Stored data:
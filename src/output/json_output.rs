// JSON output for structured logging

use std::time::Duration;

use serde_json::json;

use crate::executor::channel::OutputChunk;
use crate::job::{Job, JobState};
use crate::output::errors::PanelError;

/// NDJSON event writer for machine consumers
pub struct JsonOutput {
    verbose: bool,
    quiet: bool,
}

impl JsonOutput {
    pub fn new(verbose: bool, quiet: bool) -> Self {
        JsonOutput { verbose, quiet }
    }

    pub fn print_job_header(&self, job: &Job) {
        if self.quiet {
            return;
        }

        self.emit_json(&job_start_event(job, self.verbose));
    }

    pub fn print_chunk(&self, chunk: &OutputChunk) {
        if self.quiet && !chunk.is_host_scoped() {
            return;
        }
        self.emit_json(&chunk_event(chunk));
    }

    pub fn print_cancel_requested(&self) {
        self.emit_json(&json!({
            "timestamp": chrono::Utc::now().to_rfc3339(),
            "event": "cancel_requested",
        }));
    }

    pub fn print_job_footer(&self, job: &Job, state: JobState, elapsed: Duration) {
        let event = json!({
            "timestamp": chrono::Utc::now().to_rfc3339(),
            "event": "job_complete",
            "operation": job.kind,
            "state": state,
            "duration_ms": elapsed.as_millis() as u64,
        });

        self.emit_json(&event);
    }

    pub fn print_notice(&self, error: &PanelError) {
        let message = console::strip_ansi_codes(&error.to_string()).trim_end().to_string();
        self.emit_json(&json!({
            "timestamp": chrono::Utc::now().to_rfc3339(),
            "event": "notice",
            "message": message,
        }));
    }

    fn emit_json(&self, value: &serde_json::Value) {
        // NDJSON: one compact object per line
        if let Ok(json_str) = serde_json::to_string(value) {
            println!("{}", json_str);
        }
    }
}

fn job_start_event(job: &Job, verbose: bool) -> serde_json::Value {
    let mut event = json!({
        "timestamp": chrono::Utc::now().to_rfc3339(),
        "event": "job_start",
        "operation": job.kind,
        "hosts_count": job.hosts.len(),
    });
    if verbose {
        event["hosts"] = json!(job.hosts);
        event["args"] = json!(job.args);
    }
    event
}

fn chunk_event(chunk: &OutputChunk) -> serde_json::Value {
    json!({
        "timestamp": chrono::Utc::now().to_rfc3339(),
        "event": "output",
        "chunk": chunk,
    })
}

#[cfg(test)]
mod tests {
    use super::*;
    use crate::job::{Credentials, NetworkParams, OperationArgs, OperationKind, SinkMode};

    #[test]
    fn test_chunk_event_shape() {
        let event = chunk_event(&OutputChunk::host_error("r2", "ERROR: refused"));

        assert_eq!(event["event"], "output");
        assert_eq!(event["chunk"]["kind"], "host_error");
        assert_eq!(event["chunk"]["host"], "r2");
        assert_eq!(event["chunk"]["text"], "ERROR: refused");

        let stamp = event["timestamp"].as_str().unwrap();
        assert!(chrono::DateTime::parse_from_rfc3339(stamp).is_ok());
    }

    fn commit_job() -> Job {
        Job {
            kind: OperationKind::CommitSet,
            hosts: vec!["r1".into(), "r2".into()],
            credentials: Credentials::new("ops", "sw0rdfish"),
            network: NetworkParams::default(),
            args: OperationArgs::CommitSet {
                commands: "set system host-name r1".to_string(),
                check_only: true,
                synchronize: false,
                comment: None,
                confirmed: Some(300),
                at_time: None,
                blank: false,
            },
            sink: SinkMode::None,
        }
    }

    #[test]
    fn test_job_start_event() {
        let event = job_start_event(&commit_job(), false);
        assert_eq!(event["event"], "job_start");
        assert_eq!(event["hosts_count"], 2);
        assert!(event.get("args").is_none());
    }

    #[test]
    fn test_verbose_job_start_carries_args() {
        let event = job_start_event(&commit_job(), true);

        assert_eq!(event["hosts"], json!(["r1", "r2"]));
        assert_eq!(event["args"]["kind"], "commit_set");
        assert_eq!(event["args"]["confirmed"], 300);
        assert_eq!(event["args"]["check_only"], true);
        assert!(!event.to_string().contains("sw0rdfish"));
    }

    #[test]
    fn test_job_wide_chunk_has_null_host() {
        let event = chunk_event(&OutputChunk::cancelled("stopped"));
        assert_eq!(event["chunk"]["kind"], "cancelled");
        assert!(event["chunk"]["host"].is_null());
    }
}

**TASK INSTRUCTIONS:**
The answer is the line with "let event = job_start_event(&commit_job(), false);" plus every line after it to the last line of the entries above, copied exactly and with no other lines.

**RESPONSE BOX:**
        let event = job_start_event(&commit_job(), false);
        assert_eq!(event["event"], "job_start");
        assert_eq!(event["hosts_count"], 2);
        assert!(event.get("args").is_none());
    }

    #[test]
    fn test_verbose_job_start_carries_args() {
        let event = job_start_event(&commit_job(), true);

        assert_eq!(event["hosts"], json!(["r1", "r2"]));
        assert_eq!(event["args"]["kind"], "commit_set");
        assert_eq!(event["args"]["confirmed"], 300);
        assert_eq!(event["args"]["check_only"], true);
        assert!(!event.to_string().contains("sw0rdfish"));
    }

    #[test]
    fn test_job_wide_chunk_has_null_host() {
        let event = chunk_event(&OutputChunk::cancelled("stopped"));
        assert_eq!(event["chunk"]["kind"], "cancelled");
        assert!(event["chunk"]["host"].is_null());
    }
}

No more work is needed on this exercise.